Related, grep for "involved" in the rest of the doc and use something more precise/neutral like "referenced" or "used".
## "Upgrade flags"
`MASK_UPGRADE_FLAGS` is not a great name as it lives in the `LedgerHeader` and does not refer to an upgrade.
As the field is called "flags" the mask and enum should be derived from "Ledger header flags".
So `MASK_LEDGERHEADER_FLAGS` and `LedgerHeaderFlags` for the enum.
Also, consider renaming `DISABLE_LIQUIDITY_POOL_TRADING` to `DISABLE_LIQUIDITY_POOL_TRADING_FLAG` (consistent with how flags are named elsewhere).
### `ChangeTrustOp`
Using "trust line" makes the logic a little harder to follow, it would make things simpler to read if they were specified like "pool shares trust line".

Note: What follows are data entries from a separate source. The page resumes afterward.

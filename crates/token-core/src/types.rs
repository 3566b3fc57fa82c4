// token-core/src/types.rs

use crate::{CoreError, CoreResult};
use num_bigint::BigUint;
use num_traits::ToPrimitive;
use serde::{Deserialize, Serialize};
use std::fmt;
use std::ops::{Add, Sub};

/// Block number/height
pub type BlockNumber = u64;

/// Timestamp in Unix epoch seconds
pub type Timestamp = u64;

/// Account address (20 bytes, hex encoded for display)
#[derive(Clone, Copy, PartialEq, Eq, Hash, Serialize, Deserialize, Ord, PartialOrd)]
pub struct Address([u8; 20]);

impl Address {
    /// Create address from bytes
    pub fn new(bytes: [u8; 20]) -> Self {
        Self(bytes)
    }

    pub fn as_bytes(&self) -> &[u8; 20] {
        &self.0
    }

    pub fn to_hex(&self) -> String {
        format!("0x{}", hex::encode(self.0))
    }

    pub fn from_hex(s: &str) -> CoreResult<Self> {
        let s = s.strip_prefix("0x").unwrap_or(s);
        let bytes = hex::decode(s).map_err(|e| CoreError::InvalidAddress(e.to_string()))?;
        if bytes.len() != 20 {
            return Err(CoreError::InvalidAddress("Invalid address length".into()));
        }
        let mut arr = [0u8; 20];
        arr.copy_from_slice(&bytes);
        Ok(Self(arr))
    }

    pub fn zero() -> Self {
        Self([0u8; 20])
    }

    pub fn is_zero(&self) -> bool {
        self.0 == [0u8; 20]
    }
}

impl fmt::Debug for Address {
    fn fmt(&self, f: &mut fmt::Formatter<'_>) -> fmt::Result {
        write!(f, "Address({})", self.to_hex())
    }
}

impl fmt::Display for Address {
    fn fmt(&self, f: &mut fmt::Formatter<'_>) -> fmt::Result {
        write!(f, "{}", self.to_hex())
    }
}

/// Token or native-currency amount (BigUint for arbitrary precision)
#[derive(Debug, Clone, Default, PartialEq, Eq, PartialOrd, Ord, Serialize, Deserialize)]
pub struct Amount(BigUint);

impl Amount {
    pub fn new(value: BigUint) -> Self {
        Self(value)
    }

    pub fn zero() -> Self {
        Self(BigUint::from(0u64))
    }

    pub fn from_u64(value: u64) -> Self {
        Self(BigUint::from(value))
    }

    /// Whole tokens in base units (1 token = 10^18 base units)
    pub fn from_tokens(tokens: u64) -> Self {
        Self(BigUint::from(tokens) * BigUint::from(10u64).pow(18))
    }

    pub fn inner(&self) -> &BigUint {
        &self.0
    }

    pub fn is_zero(&self) -> bool {
        self.0 == BigUint::from(0u64)
    }

    pub fn checked_add(&self, other: &Amount) -> Option<Amount> {
        Some(Amount(&self.0 + &other.0))
    }

    pub fn checked_sub(&self, other: &Amount) -> Option<Amount> {
        if self.0 < other.0 {
            None
        } else {
            Some(Amount(&self.0 - &other.0))
        }
    }

    /// Exact `self * numerator / denominator` with integer division
    /// (rounds down). Returns `None` for a zero denominator.
    pub fn mul_div(&self, numerator: u64, denominator: u64) -> Option<Amount> {
        if denominator == 0 {
            return None;
        }
        Some(Amount((&self.0 * BigUint::from(numerator)) / BigUint::from(denominator)))
    }

    /// Saturating conversion to u64 (for display/ratio math only)
    pub fn to_u64_saturating(&self) -> u64 {
        self.0.to_u64().unwrap_or(u64::MAX)
    }

    /// `self / other` in basis points (`self * 10_000 / other`),
    /// saturating at u64. `None` when `other` is zero.
    pub fn ratio_bps(&self, other: &Amount) -> Option<u64> {
        if other.is_zero() {
            return None;
        }
        let bps = (&self.0 * BigUint::from(10_000u64)) / &other.0;
        Some(bps.to_u64().unwrap_or(u64::MAX))
    }

    pub fn min(&self, other: &Amount) -> Amount {
        if self.0 <= other.0 {
            self.clone()
        } else {
            other.clone()
        }
    }
}

impl Add for Amount {
    type Output = Amount;

    fn add(self, other: Amount) -> Amount {
        Amount(&self.0 + &other.0)
    }
}

impl Sub for Amount {
    type Output = Amount;

    fn sub(self, other: Amount) -> Amount {
        Amount(&self.0 - &other.0)
    }
}

impl fmt::Display for Amount {
    fn fmt(&self, f: &mut fmt::Formatter<'_>) -> fmt::Result {
        write!(f, "{}", self.0)
    }
}
// token-engine/src/tax.rs

//! Transfer classification and tax math.
//!
//! Classification is direction-of-trade inference against the
//! recognized pairs; tax amounts are exact integer percentages with the
//! rounding remainder folded into the burn share so the three shares
//! always sum to the collected tax.

use crate::{guards::AccessLists, latch::PairLatch, EngineError, EngineResult};
use serde::{Deserialize, Serialize};
use token_core::{Address, Amount};

/// How a transfer is classified for tax purposes.
#[derive(Debug, Clone, Copy, PartialEq, Eq, Serialize, Deserialize)]
pub enum TransferKind {
    Buy,
    Sell,
    Wallet,
    Excluded,
}

/// Tax rates in whole percent, one per classification.
#[derive(Debug, Clone, Copy, PartialEq, Eq, Serialize, Deserialize)]
pub struct TaxRates {
    pub buy: u8,
    pub sell: u8,
    pub wallet: u8,
}

impl TaxRates {
    pub fn zero() -> Self {
        Self {
            buy: 0,
            sell: 0,
            wallet: 0,
        }
    }

    pub fn rate_for(&self, kind: TransferKind) -> u8 {
        match kind {
            TransferKind::Buy => self.buy,
            TransferKind::Sell => self.sell,
            TransferKind::Wallet => self.wallet,
            TransferKind::Excluded => 0,
        }
    }

    pub fn validate(&self) -> EngineResult<()> {
        if self.buy > 100 || self.sell > 100 || self.wallet > 100 {
            return Err(EngineError::InvalidConfig(
                "Tax rate exceeds 100%".into(),
            ));
        }
        Ok(())
    }
}

/// How collected tax splits between burn, marketing and liquidity
/// (whole percent, must sum to 100).
#[derive(Debug, Clone, Copy, PartialEq, Eq, Serialize, Deserialize)]
pub struct TaxSplit {
    pub burn: u8,
    pub marketing: u8,
    pub liquidity: u8,
}

impl TaxSplit {
    pub fn validate(&self) -> EngineResult<()> {
        let sum = self.burn as u16 + self.marketing as u16 + self.liquidity as u16;
        if sum != 100 {
            return Err(EngineError::InvalidConfig(format!(
                "Tax split must sum to 100, got {sum}"
            )));
        }
        Ok(())
    }
}

/// Exact share breakdown of one tax application.
#[derive(Debug, Clone, PartialEq, Eq, Serialize, Deserialize)]
pub struct TaxShares {
    pub burn: Amount,
    pub marketing: Amount,
    pub liquidity: Amount,
}

impl TaxShares {
    pub fn total(&self) -> Amount {
        self.burn.clone() + self.marketing.clone() + self.liquidity.clone()
    }
}

/// Classify a transfer against the recognized pairs and exclusion set.
pub fn classify(
    from: &Address,
    to: &Address,
    pair: &PairLatch,
    lists: &AccessLists,
) -> TransferKind {
    if lists.is_fee_excluded(from) || lists.is_fee_excluded(to) {
        return TransferKind::Excluded;
    }

    let from_is_pair = pair.is(from) || lists.is_secondary_pair(from);
    let to_is_pair = pair.is(to) || lists.is_secondary_pair(to);

    match (from_is_pair, to_is_pair) {
        (_, true) => TransferKind::Sell,
        (true, false) => TransferKind::Buy,
        (false, false) => TransferKind::Wallet,
    }
}

/// Tax owed on `amount` at `rate` percent (rounds down; the recipient
/// gets the remainder).
pub fn compute_tax(amount: &Amount, rate: u8) -> Amount {
    amount
        .mul_div(rate as u64, 100)
        .unwrap_or_else(Amount::zero)
}

/// Split a tax amount per the configured shares. Marketing and
/// liquidity round down; the remainder goes to the burn share, so
/// `shares.total() == tax` exactly.
pub fn split_tax(tax: &Amount, split: &TaxSplit) -> TaxShares {
    let marketing = tax
        .mul_div(split.marketing as u64, 100)
        .unwrap_or_else(Amount::zero);
    let liquidity = tax
        .mul_div(split.liquidity as u64, 100)
        .unwrap_or_else(Amount::zero);
    // Never underflows: marketing + liquidity <= tax by construction
    let burn = tax.clone() - marketing.clone() - liquidity.clone();

    TaxShares {
        burn,
        marketing,
        liquidity,
    }
}
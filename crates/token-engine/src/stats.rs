// token-engine/src/stats.rs

//! Read-only view surface for off-chain callers and front-ends.

use crate::{config::BuybackMode, tax::TaxRates};
use serde::{Deserialize, Serialize};
use token_core::{Address, Amount, BlockNumber};

/// Headline supply and reserve figures.
#[derive(Debug, Clone, PartialEq, Eq, Serialize, Deserialize)]
pub struct BasicStats {
    pub circulating_supply: Amount,
    pub burned_tokens: Amount,
    pub buyback_reserve_remaining: Amount,
    pub accumulated_native: Amount,
}

/// Progress toward the tax-removal burn threshold.
#[derive(Debug, Clone, PartialEq, Serialize, Deserialize)]
pub struct BurnProgress {
    pub current_burned: Amount,
    pub threshold: Amount,
    pub percentage: f64,
    pub threshold_reached: bool,
}

/// Current tax rates (all zeros once taxes are removed).
pub type TaxRateView = TaxRates;

/// Trading lifecycle snapshot.
#[derive(Debug, Clone, PartialEq, Eq, Serialize, Deserialize)]
pub struct TradingStatus {
    pub trading_enabled: bool,
    pub launch_block: Option<BlockNumber>,
    pub pair: Option<Address>,
    pub swap_enabled: bool,
    pub auto_sell_enabled: bool,
    pub taxes_removed: bool,
    pub buyback_mode: BuybackMode,
    pub owner_renounced: bool,
}

/// Anti-bot window status for a given address.
#[derive(Debug, Clone, PartialEq, Eq, Serialize, Deserialize)]
pub struct AntiBotStatus {
    pub window_active: bool,
    pub blocks_remaining: u64,
    pub whitelisted: bool,
}
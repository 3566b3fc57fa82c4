// token-engine/tests/engine_scenarios.rs

//! End-to-end scenarios for the transfer pipeline: genesis accounting,
//! reserve funding, auto-sell accumulation, swallowed swap failures,
//! the tax-removal latch and the anti-bot window.

use market::{FixedRateAdapter, MarketAdapter, MarketError};
use token_core::{Address, Amount};
use token_engine::{
    BuybackMode, EngineConfig, EngineError, TokenEngine, TokenEvent, Wallets,
};

fn addr(byte: u8) -> Address {
    Address::new([byte; 20])
}

fn owner() -> Address {
    addr(1)
}

fn contract() -> Address {
    addr(2)
}

fn pair() -> Address {
    addr(3)
}

fn config() -> EngineConfig {
    EngineConfig {
        total_supply: Amount::from_u64(30_000_000),
        initial_burn: Amount::from_u64(8_000_000),
        buyback_reserve_cap: Amount::from_u64(10_000_000),
        // High threshold so accumulation is observable across sells
        native_threshold: Amount::from_u64(1_000_000),
        ..EngineConfig::default()
    }
}

fn engine_with(config: EngineConfig) -> TokenEngine {
    TokenEngine::new(
        config,
        owner(),
        contract(),
        Wallets {
            marketing: addr(4),
            liquidity: addr(5),
        },
    )
    .unwrap()
}

/// Pair set, contract funded and reserve synced, trading enabled at
/// block 10, a non-excluded holder seeded with tokens.
fn launched_engine(holder: Address) -> TokenEngine {
    let mut engine = engine_with(config());
    let mut market = FixedRateAdapter::unit();
    engine.set_pair(owner(), pair()).unwrap();
    engine
        .transfer(&mut market, owner(), pair(), &Amount::from_u64(2_000_000), 1)
        .unwrap();
    engine
        .transfer(&mut market, owner(), contract(), &Amount::from_u64(10_000_000), 1)
        .unwrap();
    engine.sync_reserve(owner()).unwrap();
    engine
        .transfer(&mut market, owner(), holder, &Amount::from_u64(1_000_000), 1)
        .unwrap();
    engine.enable_trading(owner(), 10).unwrap();
    engine
}

fn assert_supply_reconciles(engine: &TokenEngine) {
    assert_eq!(engine.circulating_supply(), *engine.ledger_supply());
    assert!(*engine.burned_tokens() <= Amount::from_u64(30_000_000));
    assert!(*engine.reserve_remaining() <= engine.config().buyback_reserve_cap);
    assert!(*engine.reserve_remaining() <= engine.balance_of(&contract()));
}

#[test]
fn genesis_applies_initial_burn() {
    let engine = engine_with(config());
    let stats = engine.basic_stats();

    assert_eq!(stats.circulating_supply, Amount::from_u64(22_000_000));
    assert_eq!(stats.burned_tokens, Amount::from_u64(8_000_000));
    assert_eq!(stats.buyback_reserve_remaining, Amount::zero());
    assert_eq!(stats.accumulated_native, Amount::zero());
    assert_supply_reconciles(&engine);
}

#[test]
fn reserve_sync_clamps_to_cap() {
    let mut engine = engine_with(config());
    let mut market = FixedRateAdapter::unit();

    engine
        .transfer(&mut market, owner(), contract(), &Amount::from_u64(10_000_000), 1)
        .unwrap();
    let synced = engine.sync_reserve(owner()).unwrap();

    assert_eq!(synced, Amount::from_u64(10_000_000));
    assert_supply_reconciles(&engine);
}

#[test]
fn sell_routes_reserve_through_auto_sell() {
    let holder = addr(9);
    let mut engine = launched_engine(holder);
    let mut market = FixedRateAdapter::unit();

    engine
        .transfer(&mut market, holder, pair(), &Amount::from_u64(100_000), 20)
        .unwrap();

    // 2% of the 100_000 sale, sold at the unit rate
    assert_eq!(*engine.reserve_remaining(), Amount::from_u64(9_998_000));
    assert_eq!(*engine.accumulated_native(), Amount::from_u64(2_000));
    assert_eq!(market.sells, 1);

    // Seller debited in full; pair credited net of the 8% sell tax
    assert_eq!(engine.balance_of(&holder), Amount::from_u64(900_000));
    assert_eq!(
        engine
            .events()
            .count_where(|e| matches!(e, TokenEvent::TaxApplied { .. })),
        1
    );
    assert_supply_reconciles(&engine);
}

#[test]
fn failed_auto_sell_never_bricks_the_transfer() {
    let holder = addr(9);
    let mut engine = launched_engine(holder);
    let mut market = FixedRateAdapter::unit();
    market.set_failing(true);

    let balance_before = engine.balance_of(&holder);
    engine
        .transfer(&mut market, holder, pair(), &Amount::from_u64(100_000), 20)
        .unwrap();

    // Reserve and accumulator untouched, failure logged
    assert_eq!(*engine.reserve_remaining(), Amount::from_u64(10_000_000));
    assert_eq!(*engine.accumulated_native(), Amount::zero());
    assert_eq!(
        engine.events().last(),
        Some(&TokenEvent::SwapForNativeFailed {
            amount: Amount::from_u64(2_000)
        })
    );

    // The sell itself committed: holder debited the full amount
    assert_eq!(
        engine.balance_of(&holder),
        balance_before.checked_sub(&Amount::from_u64(100_000)).unwrap()
    );
    assert_supply_reconciles(&engine);
}

#[test]
fn failed_swaps_are_idempotent() {
    let holder = addr(9);
    let mut engine = launched_engine(holder);
    let mut market = FixedRateAdapter::unit();
    market.set_failing(true);

    for block in [20, 21] {
        engine
            .transfer(&mut market, holder, pair(), &Amount::from_u64(50_000), block)
            .unwrap();
        assert_eq!(*engine.reserve_remaining(), Amount::from_u64(10_000_000));
        assert_eq!(*engine.accumulated_native(), Amount::zero());
    }
    assert_eq!(
        engine
            .events()
            .count_where(|e| matches!(e, TokenEvent::SwapForNativeFailed { .. })),
        2
    );
}

#[test]
fn buyback_fires_at_threshold_and_resets_accumulator() {
    let holder = addr(9);
    let mut engine = engine_with(EngineConfig {
        // Low threshold: the first accumulation crosses it
        native_threshold: Amount::from_u64(1_500),
        ..config()
    });
    let mut market = FixedRateAdapter::unit();
    engine.set_pair(owner(), pair()).unwrap();
    engine
        .transfer(&mut market, owner(), pair(), &Amount::from_u64(2_000_000), 1)
        .unwrap();
    engine
        .transfer(&mut market, owner(), contract(), &Amount::from_u64(10_000_000), 1)
        .unwrap();
    engine.sync_reserve(owner()).unwrap();
    engine
        .transfer(&mut market, owner(), holder, &Amount::from_u64(1_000_000), 1)
        .unwrap();
    engine.enable_trading(owner(), 10).unwrap();

    let burned_before = engine.burned_tokens().clone();
    engine
        .transfer(&mut market, holder, pair(), &Amount::from_u64(100_000), 20)
        .unwrap();

    // Auto-sell accumulated 2_000 >= 1_500: buyback ran, burned the
    // bought tokens and reset the accumulator to exactly zero
    assert_eq!(*engine.accumulated_native(), Amount::zero());
    assert_eq!(market.buys, 1);
    assert!(*engine.burned_tokens() > burned_before);
    assert_eq!(engine.last_buyback_block(), Some(20));
    assert_eq!(
        engine
            .events()
            .count_where(|e| matches!(e, TokenEvent::BuybackExecuted { .. })),
        1
    );
    assert_supply_reconciles(&engine);
}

The rules applied during creation and deletion of the pool trust line are mixed/interleaved. It would be much better to break things up under different `if` blocks.
### Upgrades
(this section should really be called "ledger header flags"")
Should you also add a flag to stop deposits? If there are rounding bugs in the deposit/withdraw flow, a bad actor could perform a many deposit + withdraw in rapid succession in order to take advantage of the bug (this is true of any AMM implementation).
For the later, this would imply adding a new error code to "deposit" that the operation is not possible somehow.